Più sostegno alla Libia per controllare le frontiere
Il piano prevede di “rafforzare ulteriormente le capacità delle autorità libiche nel controllo delle frontiere, con 46 milioni di euro” che si sommerebbero ai 200 milioni già stanziati da gennaio 2017.
Nuovi finanziamenti a supporto dell’Italia
Si prevede di aumentare l’aiuto all’Italia, con lo stanziamento di 35 milioni di euro, che andrebbero ad aggiungersi ai fondi già previsti – 558 milioni di euro per l’Italia, seguita da Spagna e Grecia, nell’ambito dei Fondi FAMI e FSI, compresi all’interno della strategia 2014-2020 prevista dall’Europa su migrazioni e asilo.
Meno asilo e protezione
Con una generica richiesta di velocizzare le procedure per il riconoscimento dell’asilo, la Commissione europea sollecita l’Italia a “utilizzare i motivi di irricevibilità” e “evitare di fornire documenti di viaggio ai richiedenti asilo per evitare movimenti secondari”: un appello, di fatto, a limitare i riconoscimenti della protezione e la libertà di movimento.

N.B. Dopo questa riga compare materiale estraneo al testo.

//! UI Components
//!
//! Each component encapsulates its own state, event handling, and rendering
//! logic. Components communicate through Actions rather than direct state
//! mutation.

pub mod campaigns;
pub mod complaints;
pub mod dashboard;
pub mod filter_dialog;
pub mod form;
pub mod help_dialog;
pub mod issues;
pub mod layout;
pub mod login;
pub mod page_size_dialog;
pub mod quit_dialog;
pub mod repairs;
pub mod sms;
pub mod table_view;
pub mod tasks;
pub mod users;

pub use campaigns::CampaignsView;
pub use complaints::ComplaintsView;
pub use dashboard::{draw_dashboard, DashboardStats};
pub use filter_dialog::FilterDialog;
pub use form::{FormField, FormState};
pub use help_dialog::HelpDialog;
pub use issues::IssuesView;
pub use layout::{calculate_main_layout, centered_popup};
pub use login::LoginComponent;
pub use page_size_dialog::PageSizeDialog;
pub use quit_dialog::QuitDialog;
pub use repairs::RepairsView;
pub use sms::SmsView;
pub use table_view::{TableController, TableOp};
pub use tasks::TasksView;
pub use users::UsersView;
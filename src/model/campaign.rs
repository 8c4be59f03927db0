//! SMS campaign records

use super::field::{FieldValue, TableRow};
use chrono::NaiveDate;
use std::fmt;

#[derive(Debug, Clone, Copy, PartialEq, Eq)]
pub enum CampaignStatus {
    Active,
    Scheduled,
    Completed,
}

impl CampaignStatus {
    pub fn all() -> [CampaignStatus; 3] {
        [
            CampaignStatus::Active,
            CampaignStatus::Scheduled,
            CampaignStatus::Completed,
        ]
    }

    pub fn name(&self) -> &'static str {
        match self {
            CampaignStatus::Active => "Active",
            CampaignStatus::Scheduled => "Scheduled",
            CampaignStatus::Completed => "Completed",
        }
    }
}

impl fmt::Display for CampaignStatus {
    fn fmt(&self, f: &mut fmt::Formatter<'_>) -> fmt::Result {
        f.write_str(self.name())
    }
}

#[derive(Debug, Clone)]
pub struct Campaign {
    pub id: String,
    pub name: String,
    pub status: CampaignStatus,
    pub sent_count: i64,
    pub delivery_rate: f64,
    pub start_date: NaiveDate,
    pub end_date: NaiveDate,
    pub message: String,
    pub target_audience: String,
}

impl Campaign {
    pub fn next_id(existing: &[Campaign]) -> String {
        let max = existing
            .iter()
            .filter_map(|c| c.id.parse::<u64>().ok())
            .max()
            .unwrap_or(0);
        format!("{}", max + 1)
    }

    pub fn count_with_status(records: &[Campaign], status: CampaignStatus) -> usize {
        records.iter().filter(|c| c.status == status).count()
    }
}

impl TableRow for Campaign {
    fn field(&self, key: &str) -> Option<FieldValue> {
        match key {
            "id" => Some(FieldValue::from(self.id.as_str())),
            "name" => Some(FieldValue::from(self.name.as_str())),
            "status" => Some(FieldValue::from(self.status.to_string())),
            "sent_count" => Some(FieldValue::Number(self.sent_count)),
            "delivery_rate" => Some(FieldValue::Float(self.delivery_rate)),
            "start_date" => Some(FieldValue::Date(self.start_date)),
            "end_date" => Some(FieldValue::Date(self.end_date)),
            "message" => Some(FieldValue::from(self.message.as_str())),
            "target_audience" => Some(FieldValue::from(self.target_audience.as_str())),
            _ => None,
        }
    }
}

#[cfg(test)]
mod tests {
    use super::*;

    fn campaign(id: &str, rate: f64) -> Campaign {
        Campaign {
            id: id.to_string(),
            name: "Summer Sale".to_string(),
            status: CampaignStatus::Active,
            sent_count: 5000,
            delivery_rate: rate,
            start_date: NaiveDate::from_ymd_opt(2023, 6, 1).unwrap(),
            end_date: NaiveDate::from_ymd_opt(2023, 6, 30).unwrap(),
            message: String::new(),
            target_audience: String::new(),
        }
    }

    #[test]
    fn test_next_id_follows_highest_numeric() {
        let records = vec![campaign("1", 98.5), campaign("3", 99.1)];
        assert_eq!(Campaign::next_id(&records), "4");
        assert_eq!(Campaign::next_id(&[]), "1");
    }

    #[test]
    fn test_numeric_fields_expose_their_kind() {
        let c = campaign("1", 98.5);
        assert_eq!(c.field("sent_count"), Some(FieldValue::Number(5000)));
        assert_eq!(c.display("delivery_rate"), "98.5");
        assert_eq!(c.display("start_date"), "Jun 1, 2023");
    }
}
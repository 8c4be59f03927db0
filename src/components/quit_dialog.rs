//! Quit confirmation dialog component

use crate::action::Action;
use crate::component::Component;
use crate::components::layout::centered_popup;
use anyhow::Result;
use crossterm::event::{KeyCode, KeyEvent};
use ratatui::{
    layout::Rect,
    style::{Color, Modifier, Style},
    text::{Line, Span},
    widgets::{Block, Borders, Clear, Paragraph},
    Frame,
};

/// Quit confirmation dialog
pub struct QuitDialog;

impl Default for QuitDialog {
    fn default() -> Self {
        Self
    }
}

impl Component for QuitDialog {
    fn handle_key_event(&mut self, key: KeyEvent) -> Result<Option<Action>> {
        let action = match key.code {
            KeyCode::Char('y') | KeyCode::Char('Y') | KeyCode::Enter => Some(Action::ForceQuit),
            KeyCode::Char('n') | KeyCode::Char('N') | KeyCode::Esc => Some(Action::CloseModal),
            _ => None,
        };
        Ok(action)
    }

    fn draw(&mut self, frame: &mut Frame, area: Rect) -> Result<()> {
        let popup_area = centered_popup(area, 40, 7);

        frame.render_widget(Clear, popup_area);

        let content = vec![
            Line::from(""),
            Line::from(Span::styled(
                "Leave the console?",
                Style::default()
                    .fg(Color::White)
                    .add_modifier(Modifier::BOLD),
            )),
            Line::from(""),
            Line::from(vec![
                Span::styled(
                    " y ",
                    Style::default()
                        .fg(Color::Green)
                        .add_modifier(Modifier::BOLD),
                ),
                Span::raw("Quit  "),
                Span::styled(
                    " n/Esc ",
                    Style::default().fg(Color::Red).add_modifier(Modifier::BOLD),
                ),
                Span::raw("Stay"),
            ]),
        ];

        let paragraph = Paragraph::new(content)
            .block(
                Block::default()
                    .borders(Borders::ALL)
                    .border_style(Style::default().fg(Color::Yellow))
                    .title(" Quit? ")
                    .title_style(
                        Style::default()
                            .fg(Color::Yellow)
                            .add_modifier(Modifier::BOLD),
                    ),
            )
            .alignment(ratatui::layout::Alignment::Center);

        frame.render_widget(paragraph, popup_area);
        Ok(())
    }
}
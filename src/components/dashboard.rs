//! Dashboard view
//!
//! Stat tiles over the other views' collections plus a recent-complaints
//! strip. Holds no table state of its own.

use crate::model::complaint::Complaint;
use crate::model::field::TableRow;
use ratatui::{
    layout::{Constraint, Direction, Layout, Rect},
    style::{Color, Modifier, Style},
    text::{Line, Span},
    widgets::{Block, Borders, Paragraph},
    Frame,
};

/// Counts gathered from the other views at draw time.
pub struct DashboardStats {
    pub complaints_total: usize,
    pub complaints_open: usize,
    pub complaints_in_progress: usize,
    pub complaints_resolved: usize,
    pub repairs_pending: usize,
    pub tasks_open: usize,
    pub sms_delivered: usize,
    pub campaigns_active: usize,
}

fn tile(frame: &mut Frame, area: Rect, title: &str, value: String, note: &str, color: Color) {
    let lines = vec![
        Line::from(Span::styled(
            title.to_string(),
            Style::default().fg(Color::DarkGray),
        )),
        Line::from(Span::styled(
            value,
            Style::default().fg(color).add_modifier(Modifier::BOLD),
        )),
        Line::from(Span::styled(
            note.to_string(),
            Style::default().fg(Color::DarkGray),
        )),
    ];

    let block = Block::default()
        .borders(Borders::ALL)
        .border_style(Style::default().fg(color));
    frame.render_widget(Paragraph::new(lines).block(block), area);
}

pub fn draw_dashboard(
    frame: &mut Frame,
    area: Rect,
    stats: &DashboardStats,
    recent: &[&Complaint],
    support_number: &str,
) {
    let rows = Layout::default()
        .direction(Direction::Vertical)
        .constraints([
            Constraint::Length(5),
            Constraint::Length(5),
            Constraint::Min(0),
        ])
        .split(area);

    let top = Layout::default()
        .direction(Direction::Horizontal)
        .constraints([
            Constraint::Percentage(25),
            Constraint::Percentage(25),
            Constraint::Percentage(25),
            Constraint::Percentage(25),
        ])
        .split(rows[0]);

    tile(
        frame,
        top[0],
        "Total Complaints",
        stats.complaints_total.to_string(),
        "This month",
        Color::Cyan,
    );
    tile(
        frame,
        top[1],
        "Open",
        stats.complaints_open.to_string(),
        "Requires attention",
        Color::Yellow,
    );
    tile(
        frame,
        top[2],
        "In Progress",
        stats.complaints_in_progress.to_string(),
        "Being handled",
        Color::Blue,
    );
    tile(
        frame,
        top[3],
        "Resolved",
        stats.complaints_resolved.to_string(),
        "Last 7 days",
        Color::Green,
    );

    let middle = Layout::default()
        .direction(Direction::Horizontal)
        .constraints([
            Constraint::Percentage(25),
            Constraint::Percentage(25),
            Constraint::Percentage(25),
            Constraint::Percentage(25),
        ])
        .split(rows[1]);

    tile(
        frame,
        middle[0],
        "Pending Repairs",
        stats.repairs_pending.to_string(),
        "STB/STP units",
        Color::Yellow,
    );
    tile(
        frame,
        middle[1],
        "Open Tasks",
        stats.tasks_open.to_string(),
        "On the board",
        Color::Blue,
    );
    tile(
        frame,
        middle[2],
        "SMS Delivered",
        stats.sms_delivered.to_string(),
        &format!("Support line {}", support_number),
        Color::Green,
    );
    tile(
        frame,
        middle[3],
        "Active Campaigns",
        stats.campaigns_active.to_string(),
        "Running now",
        Color::Magenta,
    );

    // Recent complaints strip.
    let mut lines: Vec<Line> = Vec::new();
    for complaint in recent {
        lines.push(Line::from(vec![
            Span::styled(
                format!("{:<8}", complaint.id),
                Style::default().fg(Color::Cyan),
            ),
            Span::styled(
                format!("{:<20}", complaint.user_name),
                Style::default().fg(Color::White),
            ),
            Span::styled(
                format!("{:<13}", complaint.status.to_string()),
                Style::default().fg(match complaint.status.name() {
                    "Open" => Color::Yellow,
                    "In Progress" => Color::Blue,
                    _ => Color::Green,
                }),
            ),
            Span::styled(
                complaint.display("created_at"),
                Style::default().fg(Color::DarkGray),
            ),
        ]));
    }
    if recent.is_empty() {
        lines.push(Line::from(Span::styled(
            "No complaints on file",
            Style::default().fg(Color::DarkGray),
        )));
    }

    let block = Block::default()
        .borders(Borders::ALL)
        .title(" Recent Complaints ")
        .border_style(Style::default().fg(Color::DarkGray));
    frame.render_widget(Paragraph::new(lines).block(block), rows[2]);
}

Paesi terzi: soldi in cambio di riammissioni e blocco delle partenze
L’Europa continua a puntare sui respingimenti, incentivando gli accordi di cooperazione e riammissione con i paesi di origine e di transito, in totale contrasto con la libertà di movimento individuale e fingendo di ignorare le condizioni di privazione dei diritti e povertà che regnano in molti di questi paesi – tra i quali, ad esempio, Niger, Libia, Sudan. Presentando il piano, la Commissione ha evidenziato “l’operato degli ultimi due anni portato avanti con l’obiettivo di salvare vite in mare e gestire il crescente numero di arrivi lungo la via del Mediterraneo Centrale”. Un concetto sottolineato dal presidente della Commissione Juncker, secondo il quale “abbiamo fatto enormi progressi negli ultimi due anni e mezzo verso una vera politica di migrazione dell’UE”. Ma queste parole si scontrano con la realtà, fatta di un preoccupante aumento del numero delle persone che perdono la vita cercando di raggiungere l’Europa: un aumento di cui le istituzioni sono responsabili, come sottolineato da Amnesty International. “I governi europei hanno dato priorità a contrastare il traffico di esseri umani e impedire le partenze dalla Libia: una strategia che ha dato luogo a viaggi in mare ancora più pericolosi e all’aumento dei tassi di mortalità in mare dallo 0,89 per cento della seconda metà del 2015 al 2,7 per cento del 2017”, si legge nella nota con cui la ong diffonde il rapporto ‘Una tempesta perfetta. Il fallimento delle politiche europee nel Mediterraneo centrale‘ . Secondo i dati diffusi da Amnesty, sono oltre 2000 i morti, solo nei primi sei mesi del 2017: nonostante questa situazione, “l’Unione europea continua a non promuovere un’operazione umanitaria dotata di risorse adeguate nei pressi delle acque territoriali libiche, preferendo rafforzare la capacità operativa della Guardia costiera libica nell’impedire le partenze ed intercettare i migranti e i rifugiati in mare”.